# RATE MY TOOTHBRUSH



## Officer Dunngeon (Aug 16, 2002)

Yeah, here we go again...


----------



## stm4710 (Jul 6, 2004)

Looks like you have a small mouth.


----------



## Foxracingmtnridr (Feb 23, 2003)

I hope that where you keep it is far away from the toilet like in the medicine cabinet. Cause of not you might have a new toothpaste that you don't know about. It's called Fecal matter. It splashes up from the toilet when you flush it :-D

Scott :rock:


----------



## reno911_2004 (May 13, 2004)




----------



## Officer Dunngeon (Aug 16, 2002)

Foxracingmtnridr";p="60387 said:


> I hope that where you keep it is far away from the toilet like in the medicine cabinet. Cause of not you might have a new toothpaste that you don't know about. It's called Fecal matter. It splashes up from the toilet when you flush it :-D
> 
> Scott :rock:


Um, thank you... FOR THAT... :sq:


----------



## mpd61 (Aug 7, 2002)

Action photo for those with "oral fixations"


----------



## CJIS (Mar 12, 2005)

Foxracingmtnridr";p="60387 said:


> I hope that where you keep it is far away from the toilet like in the medicine cabinet.
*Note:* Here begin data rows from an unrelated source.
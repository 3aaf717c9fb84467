// Copyright (c) 2024-2026 Nervosys LLC
// SPDX-License-Identifier: Apache-2.0
//! Cache commands

use anyhow::Result;
use colored::*;
use tabled::{settings::Style as TableStyle, Table, Tabled};

use crate::cache::SnapshotCache;
use crate::config::AppConfig;

#[derive(Tabled)]
struct CacheRow {
    #[tabled(rename = "Entry")]
    name: String,
    #[tabled(rename = "Size")]
    size: String,
    #[tabled(rename = "Modified (UTC)")]
    modified: String,
}

fn human_size(bytes: u64) -> String {
    if bytes >= 1024 * 1024 {
        format!("{:.1} MB", bytes as f64 / (1024.0 * 1024.0))
    } else if bytes >= 1024 {
        format!("{:.1} KB", bytes as f64 / 1024.0)
    } else {
        format!("{} B", bytes)
    }
}

/// List cached snapshots.
pub fn cache_status() -> Result<()> {
    let config = AppConfig::from_env()?;
    let cache = SnapshotCache::new(&config.cache_dir);
    let entries = cache.entries()?;

    println!(
        "\n{} Cache directory: {}",
        "[*]".blue(),
        cache.dir().display().to_string().cyan()
    );

    if entries.is_empty() {
        println!("{} Cache is empty; run {} first", "[!]".yellow(), "wui fetch all".cyan());
        return Ok(());
    }

    let rows: Vec<CacheRow> = entries
        .iter()
        .map(|e| CacheRow {
            name: e.name.clone(),
            size: human_size(e.size_bytes),
            modified: e
                .modified
                .map(|t| t.format("%Y-%m-%d %H:%M:%S").to_string())
                .unwrap_or_else(|| "-".to_string()),
        })
        .collect();
    println!("{}", Table::new(rows).with(TableStyle::rounded()));
    Ok(())
}

/// Delete every cached snapshot.
pub fn cache_clear() -> Result<()> {
    let config = AppConfig::from_env()?;
    let cache = SnapshotCache::new(&config.cache_dir);
    let removed = cache.clear()?;
    println!("{} Removed {} cached entries", "[+]".green(), removed);
    Ok(())
}
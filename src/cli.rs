// Copyright (c) 2024-2026 Nervosys LLC
// SPDX-License-Identifier: AGPL-3.0-only
//! CLI argument definitions using clap derive macros

use clap::{Parser, Subcommand};
use std::path::PathBuf;

/// Workspace Usage Insights (wui) - Descriptive analytics for workspace page metadata
#[derive(Parser)]
#[command(name = "wui")]
#[command(author = "Nervosys")]
#[command(version)]
#[command(about = "Analyze workspace usage from page metadata", long_about = None)]
pub struct Cli {
    #[command(subcommand)]
    pub command: Commands,
}

#[derive(Subcommand)]
pub enum Commands {
    // ============================================================================
    // Analyze Commands
    // ============================================================================
    /// Run all analytics and print a terminal summary
    Analyze {
        /// Never touch the network; fail if the cache is cold
        #[arg(long)]
        offline: bool,

        /// Ignore cached snapshots and refetch from the API
        #[arg(long)]
        refresh: bool,

        /// Print the full result set as JSON instead of a summary
        #[arg(long)]
        json: bool,

        /// Merge page titles from a workspace export tree
        #[arg(long)]
        export_dir: Option<PathBuf>,
    },

    // ============================================================================
    // Report Commands
    // ============================================================================
    /// Generate the full Markdown analytics report
    Report {
        /// Write the report here instead of the output directory
        #[arg(short, long)]
        output: Option<PathBuf>,

        /// Emit machine-readable JSON instead of Markdown
        #[arg(long)]
        json: bool,

        /// Never touch the network; fail if the cache is cold
        #[arg(long)]
        offline: bool,

        /// Ignore cached snapshots and refetch from the API
        #[arg(long)]
        refresh: bool,

        /// Merge page titles from a workspace export tree
        #[arg(long)]
        export_dir: Option<PathBuf>,
    },

    // ============================================================================
    // Fetch Commands
    // ============================================================================
    /// Fetch workspace data from the API into the local cache
    Fetch {
        #[command(subcommand)]
        command: FetchCommands,
    },

    // ============================================================================
    // Export Commands
    // ============================================================================
    /// Inspect a local workspace export (.md tree)
    Export {
        #[command(subcommand)]
        command: ExportCommands,
    },

    // ============================================================================
    // Cache Commands
    // ============================================================================
    /// Inspect or clear the local snapshot cache
    Cache {
        #[command(subcommand)]
        command: Option<CacheCommands>,
    },

    // ============================================================================
    // Config Commands
    // ============================================================================
    /// Show the effective configuration
    Config {
        #[command(subcommand)]
        command: Option<ConfigCommands>,
    },
}

#[derive(Subcommand)]
pub enum FetchCommands {
    /// Fetch the user directory
    Users {
        /// Refetch even when a cached snapshot exists
        #[arg(long)]
        refresh: bool,
    },
    /// Fetch every page in the workspace
    Pages {
        /// Refetch even when a cached snapshot exists
        #[arg(long)]
        refresh: bool,
    },
    /// Fetch users and pages
    All {
        /// Refetch even when cached snapshots exist
        #[arg(long)]
        refresh: bool,
    },
    /// Fetch one page by id and print it as JSON
    Page {
        /// Page id (hyphenated or bare 32-hex)
        id: String,
    },
}

#[derive(Subcommand)]
pub enum ExportCommands {
    /// List pages found in the export tree
    Scan {
        /// Export directory (defaults to EXPORT_DIR)
        #[arg(short, long)]
        dir: Option<PathBuf>,

        /// Print results as JSON
        #[arg(long)]
        json: bool,
    },
    /// List database folders found in the export tree
    Databases {
        /// Export directory (defaults to EXPORT_DIR)
        #[arg(short, long)]
        dir: Option<PathBuf>,

        /// Print results as JSON
        #[arg(long)]
        json: bool,
    },
    /// Print summary statistics for the export tree
    Summary {
        /// Export directory (defaults to EXPORT_DIR)
        #[arg(short, long)]
        dir: Option<PathBuf>,
    },
}

#[derive(Subcommand)]
pub enum CacheCommands {
    /// List cached snapshots with sizes and timestamps
    Status,
    /// Delete every cached snapshot
    Clear,
}

#[derive(Subcommand)]
pub enum ConfigCommands {
    /// Show the effective configuration
    Show,
}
Cause of not you might have a new toothpaste that you don't know about. It's called Fecal matter. It splashes up from the toilet when you flush it :-D
> 
> Scott :rock:


That reminds me of the Show Mythbusters They did the myth about flushing the toilet and getting fecal matter on your toothbrush. It turns out no matter where you keep it in the bathroom traces of fecal will get on it. :shock:


----------



## Officer Dunngeon (Aug 16, 2002)

npd_323";p="60454 said:


> That reminds me of the Show Mythbusters They did the myth about flushing the toilet and getting fecal matter on your toothbrush. It turns out no matter where you keep it in the bathroom traces of fecal will get on it. :shock:


No... NO!!!!!!!!!!! Are you kidding?????????

THAT IS F***ING DISGUSTING! :uc:

I am throwing that toothbrush out RIGHT NOW and from this point forward I am keeping the new one in my bedroom closet nestled in a toothbrush case cocooned in Saran Wrap.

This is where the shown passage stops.